On software and life

15 Jul 2012

Should I unit- or integration test my ASP.NET Web API services?

Over the last two weeks, preparing for a talk, I have been doing some research on ASP.NET Web API. After working my way through the API, and the implementation of certain features, I looked at testing.

Similar to ASP.NET MVC, Web API allows you to create relatively small building blocks, which can replace parts of, or be added to an existing default global setup. This makes it possible for us to test each component in isolation: controllers, dependency resolvers, filters, serialization, type formatters, messagehandlers and routing.

Testing in isolation helps a great deal to keep the magnitude of things to stuff in your head limited, and when you break something, you are able to quickly pinpoint the origin of the error. What unit testing fails to prove however, is the correctness of your code when all the little pieces are put together and configured. And let it be that this is extremely important when you’re exposing an API.

Looking at Web API, I would probably test most infrastructure in isolation - filters, type formatters, messagehandlers and serialization, because these tests will help pinpoint errors in components which will affect a large amount of other code. I wouldn’t test controllers and routing in isolation though.

I would test controllers and routing from a client’s perspective; meaning I’ll send a request to and endpoint on the server, I’ll go through the infrastructure, and I’ll assert the replied response. This would exclude false positives or false negatives which can originate when you unit test controllers and have to fake a bunch of infrastructure just to get it working, while you do include testing the effect the real infrastructure has on your incoming requests or outgoing responses.

An obvious counterargument might be starting and stopping a webserver in your tests, and the associated performance hit. This isn’t something to worry about with Web API though; HttpServer is just another HttpMessageHandler, which makes it possible to consume it using an HttpClient in-memory.

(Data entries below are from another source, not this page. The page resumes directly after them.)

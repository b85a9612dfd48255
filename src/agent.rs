use crate::field_of_view::FieldOfView;
use crate::geometry::{Point, Pose};
use crate::mesh::ViewMesh;
use crate::query::{BoundsProvider, EntityHandle, OcclusionProvider, SpatialProvider};

/// Boid: moves straight ahead and carries its own field of view
#[derive(Clone, Debug)]
pub struct Boid {
    pub pose: Pose,

    /// World units per second along the forward direction
    pub move_speed: f32,

    /// Handle of the boid's entity in the spatial provider, if registered
    pub handle: Option<EntityHandle>,

    /// Flocking toggles. Stored only; no rule acts on them.
    pub separation: bool,
    pub alignment: bool,
    pub cohesion: bool,

    /// Whether the last detection saw anything
    pub has_target: bool,

    fov: FieldOfView,
    destroyed: bool,
}

impl Boid {
    pub fn new(pose: Pose, move_speed: f32, fov: FieldOfView) -> Self {
        Boid {
            pose,
            move_speed,
            handle: None,
            separation: false,
            alignment: false,
            cohesion: false,
            has_target: false,
            fov,
            destroyed: false,
        }
    }

    /// Attach the boid's own entity so detection never reports it
    pub fn with_handle(mut self, handle: EntityHandle) -> Self {
        self.handle = Some(handle);
        self.fov = self.fov.with_owner(handle);
        self
    }

    pub fn position(&self) -> Point {
        self.pose.position
    }

    pub fn forward(&self) -> Point {
        self.pose.forward()
    }

    pub fn field_of_view(&self) -> &FieldOfView {
        &self.fov
    }

    pub fn field_of_view_mut(&mut self) -> &mut FieldOfView {
        &mut self.fov
    }

    /// Move forward for `delta_time` seconds
    pub fn update(&mut self, delta_time: f32) {
        if self.destroyed || !(delta_time > 0.0) {
            return;
        }
        let step = self.pose.forward() * (self.move_speed * delta_time);
        self.pose.position += step;
    }

    /// Bring the boid back in at the opposite side once it leaves the world.
    /// Returns whether it moved.
    pub fn wrap_within<B: BoundsProvider + ?Sized>(&mut self, bounds: &B) -> bool {
        let Some(bounds) = bounds.world_bounds() else {
            return false;
        };
        if self.destroyed || bounds.contains(self.pose.position) {
            return false;
        }
        self.pose.position = bounds.wrap(self.pose.position);
        true
    }

    /// Rebuild the view mesh. Run after every boid has moved this frame.
    pub fn late_update<O: OcclusionProvider + ?Sized>(&mut self, occlusion: &O) -> &ViewMesh {
        self.fov.late_update(&self.pose, occlusion)
    }

    /// Advance target detection; returns whether it ran
    pub fn tick<O, S>(&mut self, delta_time: f32, occlusion: &O, spatial: &S) -> bool
    where
        O: OcclusionProvider + ?Sized,
        S: SpatialProvider + ?Sized,
    {
        let pose = self.pose;
        let ran = self.fov.tick(delta_time, &pose, occlusion, spatial);
        if ran {
            self.has_target = !self.fov.visible_targets().is_empty();
        }
        ran
    }

    pub fn visible_targets(&self) -> &[EntityHandle] {
        self.fov.visible_targets()
    }

    pub fn visibility_mesh(&self) -> &ViewMesh {
        self.fov.visibility_mesh()
    }

    /// Stop the boid and its detection timer
    pub fn destroy(&mut self) {
        self.destroyed = true;
        self.has_target = false;
        self.fov.shutdown();
    }

    pub fn is_destroyed(&self) -> bool {
        self.destroyed
    }
}

#[cfg(test)]
mod tests {
    use super::*;
    use crate::field_of_view::{LayerFilters, ViewSettings};
    use crate::geometry::Bounds;
    use crate::world::World;

    fn boid(heading: f32, speed: f32) -> Boid {
        let fov = FieldOfView::new(ViewSettings::default(), LayerFilters::default());
        Boid::new(Pose::new(Point::zero(), heading), speed, fov)
    }

    #[test]
    fn test_moves_along_heading() {
        let mut b = boid(90.0, 2.0);
        b.update(0.5);
        assert!((b.position() - Point::new(-1.0, 0.0)).magnitude() < 1e-5);
    }

    #[test]
    fn test_negative_delta_does_not_move() {
        let mut b = boid(0.0, 2.0);
        b.update(-1.0);
        b.update(f32::NAN);
        assert_eq!(b.position(), Point::zero());
    }

    #[test]
    fn test_destroyed_boid_is_inert() {
        let mut world = World::new();
        let mut b = boid(0.0, 1.0);
        b.destroy();
        b.update(1.0);
        assert_eq!(b.position(), Point::zero());
        assert!(!b.tick(10.0, &world, &world));
        world.spawn_entity(Point::new(0.0, 2.0), LayerFilters::default().targets);
        assert!(!b.tick(10.0, &world, &world));
        assert!(b.visible_targets().is_empty());
        assert!(!b.field_of_view().is_active());
    }

    #[test]
    fn test_with_handle_sets_owner() {
        let mut world = World::new();
        let targets = LayerFilters::default().targets;
        let me = world.spawn_entity(Point::zero(), targets);
        let other = world.spawn_entity(Point::new(0.0, 3.0), targets);
        let mut b = boid(0.0, 0.0).with_handle(me);
        assert!(b.tick(0.2, &world, &world));
        assert_eq!(b.visible_targets(), &[other]);
    }

    #[test]
    fn test_has_target_follows_detection() {
        let mut world = World::new();
        let targets = LayerFilters::default().targets;
        let other = world.spawn_entity(Point::new(0.0, 3.0), targets);
        let mut b = boid(0.0, 0.0);
        assert!(!b.has_target);

        assert!(b.tick(0.2, &world, &world));
        assert!(b.has_target);

        // unchanged between detections
        world.set_entity_position(other, Point::new(0.0, -3.0));
        assert!(!b.tick(0.1, &world, &world));
        assert!(b.has_target);

        assert!(b.tick(0.1, &world, &world));
        assert!(!b.has_target);

        world.set_entity_position(other, Point::new(0.0, 3.0));
        assert!(b.tick(0.2, &world, &world));
        b.destroy();
        assert!(!b.has_target);
    }

    #[test]
    fn test_wrap_within_bounds() {
        let bounds = Bounds::from_corners(Point::new(-5.0, -5.0), Point::new(5.0, 5.0));
        let mut b = boid(0.0, 4.0);
        b.update(1.0);
        assert!(!b.wrap_within(&bounds));
        assert_eq!(b.position(), Point::new(0.0, 4.0));

        b.update(0.5);
        assert!(b.wrap_within(&bounds));
        assert_eq!(b.position(), Point::new(0.0, -5.0));
        assert_eq!(b.pose.heading, 0.0);

        // no bounds, no wrap
        let mut far = boid(90.0, 1.0);
        far.pose.position = Point::new(-100.0, 0.0);
        assert!(!far.wrap_within(&NoBounds));
        far.destroy();
        assert!(!far.wrap_within(&bounds));
        assert_eq!(far.position(), Point::new(-100.0, 0.0));
    }

    struct NoBounds;

    impl BoundsProvider for NoBounds {
        fn world_bounds(&self) -> Option<Bounds> {
            None
        }
    }
}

So let me show you some code I wrote trying out these thoughts. The first thing I did was exposing the hosting server’s configuration to my tests. This could be as simple as this.

public class ServerSetup 
{
    public static HttpSelfHostConfiguration GetConfiguration(string baseAdress)
    {
        var config = new HttpSelfHostConfiguration(baseAdress);
        
        var kernel = new StandardKernel();
        kernel.Bind<IResumeStore>().To<ResumeStore>();
        
        config.Routes.MapHttpRoute(
            "DefaultApi", "api/{controller}/{id}",
            new { id = RouteParameter.Optional });
        config.MessageHandlers.Add(new MethodOverrideHandler());
        config.DependencyResolver = new NinjectDependencyResolver(kernel);

        return config;
    }
}

Now in my test I can grab this configuration, and just overwrite the dependencies and the error detail policy. I can initialize an HttpClient by passing in an HttpServer instance which uses the modified configuration.

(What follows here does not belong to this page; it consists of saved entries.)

/// Fixed-delay repeating timer advanced by the host loop.
///
/// Fires once `interval` seconds have accumulated, then starts waiting again
/// from zero. A single tick fires at most once, however long it was. After
/// [`cancel`](RepeatingTimer::cancel) it never fires again.
#[derive(Debug, Clone, PartialEq)]
pub struct RepeatingTimer {
    interval: f32,
    elapsed: f32,
    cancelled: bool,
    fired: u64,
}

impl RepeatingTimer {
    /// Non-positive or NaN intervals fall back to `fallback`
    pub fn new(interval: f32, fallback: f32) -> Self {
        RepeatingTimer {
            interval: if interval > 0.0 { interval } else { fallback },
            elapsed: 0.0,
            cancelled: false,
            fired: 0,
        }
    }

    /// Advance by `delta_time` seconds. Returns true when the timer fires.
    pub fn tick(&mut self, delta_time: f32) -> bool {
        if self.cancelled {
            return false;
        }
        if delta_time > 0.0 {
            self.elapsed += delta_time;
        }
        if self.elapsed >= self.interval {
            self.elapsed = 0.0;
            self.fired += 1;
            true
        } else {
            false
        }
    }

    /// Stop the timer for good
    pub fn cancel(&mut self) {
        self.cancelled = true;
        self.elapsed = 0.0;
    }

    pub fn is_cancelled(&self) -> bool {
        self.cancelled
    }

    pub fn interval(&self) -> f32 {
        self.interval
    }

    /// Change the delay; the current wait keeps its progress
    pub fn set_interval(&mut self, interval: f32) {
        if interval > 0.0 {
            self.interval = interval;
        }
    }

    /// How many times the timer has fired
    pub fn fired(&self) -> u64 {
        self.fired
    }
}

private HttpClient _client;

[TestInitialize]
public void Setup()
{
    var kernel = new StandardKernel();
    kernel.Bind<IResumeStore>().ToConstant(new Mock<IResumeStore>().Object);

    var config = ServerSetup.GetConfiguration("http://test");
    config.IncludeErrorDetailPolicy = IncludeErrorDetailPolicy.Always;                       
    config.DependencyResolver = new NinjectDependencyResolver(kernel);

    _client = new HttpClient(new HttpServer(config));
}

[TestMethod]
public void Post_Returns_HttpStatus_Code_Created()
{         
    var result = _client.PostAsync<Resume>(
            "http://test/api/resume", 
            new Resume("Jef", "Claes"), 
            new JsonMediaTypeFormatter()).Result;

    result.EnsureSuccessStatusCode();

    Assert.AreEqual(HttpStatusCode.Created, result.StatusCode);
}

Now I’m consuming my API almost exactly as a client would; my request goes through the routing, infrastructure and the controller. Infrastructure is still tested under isolation so finding problems there is easy, but I now have the advantage of testing routing, the effect of my real infrastructure and the logic in my controller actions in one simple integration test. Remember, we are testing a delivery mechanism, not an application; Web API controllers should be skinny as well.

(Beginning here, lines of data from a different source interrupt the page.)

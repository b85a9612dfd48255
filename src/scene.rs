use crate::agent::Boid;
use crate::field_of_view::{FieldOfView, LayerFilters, ViewSettings};
use crate::geometry::{wrap_degrees, Point, Pose};
use crate::grid::{cell_count, TileGrid, MAX_TILE_CELLS};
use crate::layer::LayerMask;
use crate::world::{Obstacle, World};
use serde::{Deserialize, Serialize};
use std::fs;
use std::path::Path;
use thiserror::Error;

#[derive(Debug, Error)]
pub enum SceneError {
    #[error("failed to read scene file {path}: {source}")]
    Read {
        path: String,
        #[source]
        source: std::io::Error,
    },
    #[error("failed to write scene file {path}: {source}")]
    Write {
        path: String,
        #[source]
        source: std::io::Error,
    },
    #[error("failed to parse scene: {0}")]
    Parse(#[source] serde_json::Error),
    #[error("failed to serialize scene: {0}")]
    Serialize(#[source] serde_json::Error),
    #[error("tile {id} lies outside the {cols}x{rows} grid")]
    TileOutOfGrid { id: i32, rows: i32, cols: i32 },
    #[error("{cols}x{rows} tile grid exceeds {max} cells")]
    GridTooLarge { rows: i32, cols: i32, max: i32 },
}

/// Arena description: static obstacles, an optional tile layer and boids
#[derive(Debug, Clone, Default, PartialEq, Serialize, Deserialize)]
pub struct Scene {
    #[serde(default)]
    pub name: String,
    /// View settings for every boid; the config file's `[view]` when absent
    #[serde(default, skip_serializing_if = "Option::is_none")]
    pub view: Option<ViewSettings>,
    #[serde(default)]
    pub obstacles: Vec<Obstacle>,
    #[serde(default, skip_serializing_if = "Option::is_none")]
    pub tiles: Option<TileLayout>,
    #[serde(default)]
    pub boids: Vec<BoidSpawn>,
}

/// Tile grid stored as blocked cell IDs (`x + y * cols`)
#[derive(Debug, Clone, PartialEq, Serialize, Deserialize)]
pub struct TileLayout {
    pub rows: i32,
    pub cols: i32,
    #[serde(default = "default_origin")]
    pub origin: Point,
    #[serde(default = "default_cell_size")]
    pub cell_size: f32,
    #[serde(default)]
    pub blocked: Vec<i32>,
    #[serde(default = "default_tile_layer")]
    pub layer: LayerMask,
}

/// Where a boid starts
#[derive(Debug, Clone, PartialEq, Serialize, Deserialize)]
pub struct BoidSpawn {
    pub position: Point,
    #[serde(default)]
    pub heading: f32,
    /// Overrides the configured move speed
    #[serde(default, skip_serializing_if = "Option::is_none")]
    pub speed: Option<f32>,
}

fn default_origin() -> Point {
    Point::zero()
}

fn default_cell_size() -> f32 {
    1.0
}

fn default_tile_layer() -> LayerMask {
    LayerMask::layer(0)
}

impl TileLayout {
    fn from_grid(grid: &TileGrid) -> Self {
        TileLayout {
            rows: grid.rows,
            cols: grid.cols,
            origin: grid.origin,
            cell_size: grid.cell_size,
            blocked: grid.blocked_ids(),
            layer: grid.layer,
        }
    }

    fn to_grid(&self) -> TileGrid {
        TileGrid::with_blocked(self.rows, self.cols, self.origin, self.cell_size, self.layer, &self.blocked)
    }
}

impl Scene {
    /// Snapshot of a running arena. Boids keep their current pose and speed.
    pub fn from_world(name: &str, world: &World, boids: &[Boid]) -> Self {
        Scene {
            name: name.to_string(),
            view: boids.first().map(|b| *b.field_of_view().settings()),
            obstacles: world.obstacles.clone(),
            tiles: world.tiles.as_ref().map(TileLayout::from_grid),
            boids: boids
                .iter()
                .filter(|b| !b.is_destroyed())
                .map(|b| BoidSpawn {
                    position: b.pose.position,
                    heading: wrap_degrees(b.pose.heading),
                    speed: Some(b.move_speed),
                })
                .collect(),
        }
    }

    /// Reject oversized grids and tiles that do not fit the declared grid
    pub fn validate(&self) -> Result<(), SceneError> {
        if let Some(tiles) = &self.tiles {
            let cells = cell_count(tiles.rows, tiles.cols).ok_or(SceneError::GridTooLarge {
                rows: tiles.rows,
                cols: tiles.cols,
                max: MAX_TILE_CELLS,
            })?;
            if let Some(&id) = tiles.blocked.iter().find(|&&id| id < 0 || id >= cells) {
                return Err(SceneError::TileOutOfGrid {
                    id,
                    rows: tiles.rows,
                    cols: tiles.cols,
                });
            }
        }
        Ok(())
    }

    pub fn from_json(json: &str) -> Result<Self, SceneError> {
        let scene: Scene = serde_json::from_str(json).map_err(SceneError::Parse)?;
        scene.validate()?;
        Ok(scene)
    }

    pub fn to_json(&self) -> Result<String, SceneError> {
        serde_json::to_string_pretty(self).map_err(SceneError::Serialize)
    }

    /// Save to file
    pub fn save_to_file(&self, path: impl AsRef<Path>) -> Result<(), SceneError> {
        let path = path.as_ref();
        let json = self.to_json()?;
        fs::write(path, json).map_err(|source| SceneError::Write {
            path: path.display().to_string(),
            source,
        })
    }

    /// Load from file
    pub fn load_from_file(path: impl AsRef<Path>) -> Result<Self, SceneError> {
        let path = path.as_ref();
        let json = fs::read_to_string(path).map_err(|source| SceneError::Read {
            path: path.display().to_string(),
            source,
        })?;
        Self::from_json(&json)
    }

    /// Static geometry only; boids are added by [`build_boids`](Scene::build_boids)
    pub fn build_world(&self) -> World {
        let mut world = World::new();
        for obstacle in &self.obstacles {
            world.add_obstacle(obstacle.clone());
        }
        world.tiles = self.tiles.as_ref().map(TileLayout::to_grid);
        world
    }

    /// Register every boid with `world` on the target layer and give it a
    /// field of view. `settings` applies unless the scene carries its own.
    pub fn build_boids(
        &self,
        world: &mut World,
        settings: ViewSettings,
        layers: LayerFilters,
        move_speed: f32,
    ) -> Vec<Boid> {
        let settings = self.view.unwrap_or(settings);
        self.boids
            .iter()
            .map(|spawn| {
                let handle = world.spawn_entity(spawn.position, layers.targets);
                let fov = FieldOfView::new(settings, layers);
                Boid::new(
                    Pose::new(spawn.position, spawn.heading),
                    spawn.speed.unwrap_or(move_speed),
                    fov,
                )
                .with_handle(handle)
            })
            .collect()
    }
}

One drawback I stumbled upon is discoverability of controller dependencies, but surprisingly that didn’t bother me much. I can still see an overview of all my dependencies in the controller’s constructor, it’s not a disaster to not have intellisense.

In general, I think this pragmatic approach to testing Web API implementations gets as much value as possible from automated testing with writing as little test code as possible, and without adding too much complexity.

What do you think about this approach to testing Web API solutions?